Naturally, there were other chances for the league leaders, especially as United pressed towards the end.
Gundogan rolled the ball across an open net, De Gea made an excellent stop from De Bruyne and substitute Bernardo Silva showed why he is struggling for regular minutes at City by missing a couple of one-on-one breaks.
Predictably, however, there was little in the way of praise coming from Mourinho, who chose to focus on his own team’s shortcomings rather than City’s superiority.
“They scored two very bad goals, two goals that is quite unbelievable to concede and, when you concede two goals like these in a match of this dimension, you feel bad, because now you are all going to speak about what they did well and what they are good at,” said Mourinho.
“And at the end of the day what they are good at they were not good at and they scored two goals out of nothing. They were two easy goals.”

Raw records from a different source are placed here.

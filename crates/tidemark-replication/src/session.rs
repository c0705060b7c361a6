//! One primary-to-peer replication relationship.
//!
//! A session is the long-lived object the primary keeps per remote replica:
//! the reliable replication sender, the (lazily created) copy sender for the
//! build protocol, the peer's endpoint and incarnation, and the per-peer
//! fault and catch-up flags. Sessions outlive reconfigurations as long as
//! the peer remains in the current, previous, or idle sets.

use std::sync::Arc;
use std::time::{Duration, Instant};

use tracing::{info, warn};

use tidemark_types::{Epoch, IncarnationId, ReplicaId, SequenceNumber};
use tidemark_wire::{AckBody, StartCopyBody};

use crate::config::ReplicatorSettings;
use crate::copy_sender::CopySender;
use crate::error::ReplicationResult;
use crate::operation::Operation;
use crate::provider::OperationDataStream;
use crate::sender::{ReliableOperationSender, SendBatch};

/// Something a session wants on the wire.
#[derive(Debug)]
pub enum SessionSend {
    Replication(SendBatch),
    Copy(SendBatch),
    StartCopy(StartCopyBody),
    InduceFault(String),
}

/// Result of feeding an acknowledgment into a session.
#[derive(Debug, Default)]
pub struct SessionAckOutcome {
    /// Any marker moved; quorum progress should be recomputed.
    pub progress: bool,

    /// The build reached a terminal state this ack.
    pub copy_completion: Option<ReplicationResult<()>>,
}

/// The primary's relationship with one remote replica.
pub struct ReplicationSession {
    name: String,
    replica_id: ReplicaId,
    address: String,
    incarnation: IncarnationId,

    sender: ReliableOperationSender,
    copy: Option<CopySender>,

    /// StartCopy is re-sent each retry tick until the idle's first ack.
    establish_copy_pending: Option<StartCopyBody>,

    /// First LSN the peer receives through replication (idle builds).
    replication_start: SequenceNumber,

    /// Floor below which this idle no longer needs the replication queue;
    /// raised by slow-idle mitigation when the copy covers the range.
    idle_progress_floor: SequenceNumber,

    pub must_catch_up: bool,
    pub is_promoted_to_active: bool,
    is_idle_faulted_due_to_slow_progress: bool,
    is_active_faulted_due_to_slow_progress: bool,
}

impl std::fmt::Debug for ReplicationSession {
    fn fmt(&self, f: &mut std::fmt::Formatter<'_>) -> std::fmt::Result {
        write!(
            f,
            "Session({} -> {}@{}, recv={}, apply={})",
            self.name,
            self.replica_id,
            self.address,
            self.sender.last_receive_ack(),
            self.sender.last_apply_ack(),
        )
    }
}

impl ReplicationSession {
    pub fn new(
        name: String,
        replica_id: ReplicaId,
        address: String,
        incarnation: IncarnationId,
        settings: &ReplicatorSettings,
    ) -> Self {
        let mut sender = ReliableOperationSender::new(
            format!("{name}->{replica_id}"),
            settings.max_pending_unacked_operations,
            settings.ack_duration_decay_factor,
            settings.ack_duration_decay_interval,
        );
        sender.open();

        Self {
            name,
            replica_id,
            address,
            incarnation,
            sender,
            copy: None,
            establish_copy_pending: None,
            replication_start: SequenceNumber::NON_INITIALIZED,
            idle_progress_floor: SequenceNumber::NON_INITIALIZED,
            must_catch_up: false,
            is_promoted_to_active: false,
            is_idle_faulted_due_to_slow_progress: false,
            is_active_faulted_due_to_slow_progress: false,
        }
    }

    // ========================================================================
    // Identity
    // ========================================================================

    pub fn replica_id(&self) -> ReplicaId {
        self.replica_id
    }

    pub fn address(&self) -> &str {
        &self.address
    }

    pub fn incarnation(&self) -> IncarnationId {
        self.incarnation
    }

    pub fn has_endpoint(&self, address: &str, incarnation: IncarnationId) -> bool {
        self.address == address && self.incarnation == incarnation
    }

    // ========================================================================
    // Replication sending
    // ========================================================================

    /// Appends operations for transmission. Out-of-order hand-off is the
    /// queue's problem, not the session's; operations arrive here in LSN
    /// order.
    pub fn add_replicate_operations(
        &mut self,
        operations: &[Arc<Operation>],
        completed_snapshot: SequenceNumber,
        now: Instant,
    ) {
        if self.is_faulted() {
            return;
        }
        for op in operations {
            self.sender.add(Arc::clone(op), completed_snapshot, now);
        }
    }

    /// Immediate sends triggered by new work.
    pub fn collect_send(&mut self, now: Instant) -> Vec<SessionSend> {
        let mut sends = Vec::new();
        if self.is_faulted() {
            return sends;
        }
        if let Some(batch) = self.sender.collect_send(now) {
            sends.push(SessionSend::Replication(batch));
        }
        if let Some(copy) = self.copy.as_mut() {
            if let Some(batch) = copy.on_retry_tick(now) {
                sends.push(SessionSend::Copy(batch));
            }
        }
        sends
    }

    /// Retry tick: retransmit unacked tails, re-establish copy, or nag a
    /// faulted peer into recycling.
    pub fn on_retry_tick(&mut self, now: Instant) -> Vec<SessionSend> {
        if self.is_faulted() {
            return vec![SessionSend::InduceFault(
                "faulted due to slow progress".into(),
            )];
        }

        let mut sends = Vec::new();
        if let Some(start_copy) = &self.establish_copy_pending {
            sends.push(SessionSend::StartCopy(*start_copy));
        }
        if let Some(batch) = self.sender.on_retry_tick(now) {
            sends.push(SessionSend::Replication(batch));
        }
        if let Some(copy) = self.copy.as_mut() {
            if let Some(batch) = copy.on_retry_tick(now) {
                sends.push(SessionSend::Copy(batch));
            }
        }
        sends
    }

    // ========================================================================
    // Build protocol
    // ========================================================================

    /// Starts the copy stream toward this (idle) peer and returns the
    /// StartCopy handshake to transmit.
    pub fn begin_copy(
        &mut self,
        source: Box<dyn OperationDataStream>,
        epoch: Epoch,
        replication_start: SequenceNumber,
        settings: &ReplicatorSettings,
    ) -> StartCopyBody {
        let mut copy = CopySender::new(
            format!("{}->{}", self.name, self.replica_id),
            self.replica_id,
            settings.wait_for_replication_acks_on_copy,
            settings.use_stream_faults_and_end_of_stream_acks,
            settings.max_pending_unacked_operations,
            settings.ack_duration_decay_factor,
            settings.ack_duration_decay_interval,
        );
        copy.begin(source, epoch);
        self.copy = Some(copy);
        self.replication_start = replication_start;

        let start_copy = StartCopyBody {
            epoch,
            replica_id: self.replica_id,
            replication_start_sequence: replication_start,
        };
        self.establish_copy_pending = Some(start_copy);
        start_copy
    }

    pub fn copy_sender(&mut self) -> Option<&mut CopySender> {
        self.copy.as_mut()
    }

    /// First LSN the peer receives through replication; set by the build.
    pub fn replication_start(&self) -> SequenceNumber {
        self.replication_start
    }

    /// True when `lsn` names the final operation of this peer's copy.
    pub fn copy_is_last(&self, lsn: SequenceNumber) -> bool {
        self.copy.as_ref().is_some_and(|c| c.is_operation_last(lsn))
    }

    pub fn has_copy_in_progress(&self) -> bool {
        self.copy
            .as_ref()
            .is_some_and(|c| c.state().is_in_progress())
    }

    /// Gives the idle more replication stream via the copy bound instead of
    /// retaining the queue for it. Returns true when the bound moved.
    pub fn extend_idle_replication_lsn(&mut self, replication_lsn: SequenceNumber) -> bool {
        let Some(copy) = self.copy.as_mut() else {
            return false;
        };
        if copy.update_replication_lsn(replication_lsn) {
            self.idle_progress_floor = replication_lsn;
            info!(
                session = %self.name,
                replica = %self.replica_id,
                lsn = %replication_lsn,
                "extended idle replication bound"
            );
            return true;
        }
        false
    }

    /// The earliest LSN the replication queue must retain for this idle.
    pub fn idle_replica_progress(&self) -> SequenceNumber {
        let baseline = if self.replication_start == SequenceNumber::NON_INITIALIZED {
            SequenceNumber::NON_INITIALIZED
        } else {
            self.replication_start.prev()
        };
        self.sender
            .last_receive_ack_or(baseline)
            .max(self.idle_progress_floor)
    }

    // ========================================================================
    // Acknowledgments
    // ========================================================================

    /// Single entry point for a peer ack: updates replication and copy
    /// progress and reports whether anything moved.
    pub fn update_ack_progress(&mut self, ack: &AckBody, now: Instant) -> SessionAckOutcome {
        let mut outcome = SessionAckOutcome::default();

        // Any ack proves the StartCopy handshake arrived.
        if self.establish_copy_pending.is_some() {
            self.establish_copy_pending = None;
        }

        outcome.progress = self.sender.process_ack(
            ack.replication_receive,
            ack.replication_quorum,
            now,
        );

        if let Some(copy) = self.copy.as_mut() {
            if copy.state().is_in_progress() {
                // Copy fields left non-initialized by a peer whose copy
                // receiver has finished mean the whole stream was received.
                copy.process_copy_ack(ack.copy_receive, ack.copy_quorum, now);
                copy.process_replication_ack(ack.copy_quorum, ack.replication_quorum);
                outcome.progress = true;
            }
            outcome.copy_completion = copy.poll_completion();
        }

        outcome
    }

    // ========================================================================
    // Progress
    // ========================================================================

    pub fn last_receive_lsn(&self) -> SequenceNumber {
        self.sender.last_receive_ack()
    }

    pub fn last_apply_lsn(&self) -> SequenceNumber {
        self.sender.last_apply_ack()
    }

    pub fn last_receive_lsn_or(&self, floor: SequenceNumber) -> SequenceNumber {
        self.sender.last_receive_ack_or(floor)
    }

    pub fn last_apply_lsn_or(&self, floor: SequenceNumber) -> SequenceNumber {
        self.sender.last_apply_ack_or(floor)
    }

    pub fn avg_receive_ack_duration(&self) -> Duration {
        self.sender.avg_receive_ack_duration()
    }

    pub fn avg_apply_ack_duration(&self) -> Duration {
        self.sender.avg_apply_ack_duration()
    }

    // ========================================================================
    // Role & fault transitions
    // ========================================================================

    /// Idle ack latencies are not representative of an active's; forget
    /// them on promotion.
    pub fn on_promote_to_active_secondary(&mut self, now: Instant) {
        self.is_promoted_to_active = true;
        self.sender.reset_ack_durations(now);
    }

    pub fn is_idle_faulted_due_to_slow_progress(&self) -> bool {
        self.is_idle_faulted_due_to_slow_progress
    }

    pub fn is_active_faulted_due_to_slow_progress(&self) -> bool {
        self.is_active_faulted_due_to_slow_progress
    }

    pub fn is_faulted(&self) -> bool {
        self.is_idle_faulted_due_to_slow_progress || self.is_active_faulted_due_to_slow_progress
    }

    /// Faults a slow active: transmission stops and the peer is excluded
    /// from memory-reclamation progress.
    pub fn fault_active_due_to_slow_progress(&mut self) {
        warn!(session = %self.name, replica = %self.replica_id, "faulting slow active secondary");
        self.is_active_faulted_due_to_slow_progress = true;
        self.sender.close();
    }

    /// Faults a slow idle: the build stops and cannot complete.
    pub fn fault_idle_due_to_slow_progress(&mut self) -> bool {
        let disabled = self
            .copy
            .as_mut()
            .map_or(true, CopySender::try_disable_build_completion);
        if !disabled {
            // Build already completed; too late to fault it.
            return false;
        }
        warn!(session = %self.name, replica = %self.replica_id, "faulting slow idle");
        self.is_idle_faulted_due_to_slow_progress = true;
        self.sender.close();
        true
    }

    /// Stops all transmission; the session object lingers until no set
    /// references it.
    pub fn close(&mut self) {
        self.sender.close();
        if let Some(copy) = self.copy.as_mut() {
            copy.fail(crate::error::ReplicationError::ObjectClosed);
        }
        self.establish_copy_pending = None;
    }
}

However, they were two goals, regardless of their quality, that have lifted City an important step closer their dream of a league title.
De Gea 6; Valencia 5, Smalling 5, Rojo 6 (Lindelof 46,6), Young 5; Herrera 5 (Mata 82,5), Matic 5; Rashford 6, Lingard 5 (Ibrahimovic 76,5), Martial 5; Lukaku 4. Subs: Jones, Romero, Shaw, McTominay.
Ederson 8; Walker 7, Kompany 5 (Gundogan 46,6), Otamendi 7, Delph 5; De Bruyne 7, Fernandinho 6, D Silva 9; Sterling 5, Jesus 5 (Mangala 58,6) Sane 6 (B Silva 88,5). Subs: Bravo, Danilo, Aguero, Zinchenko.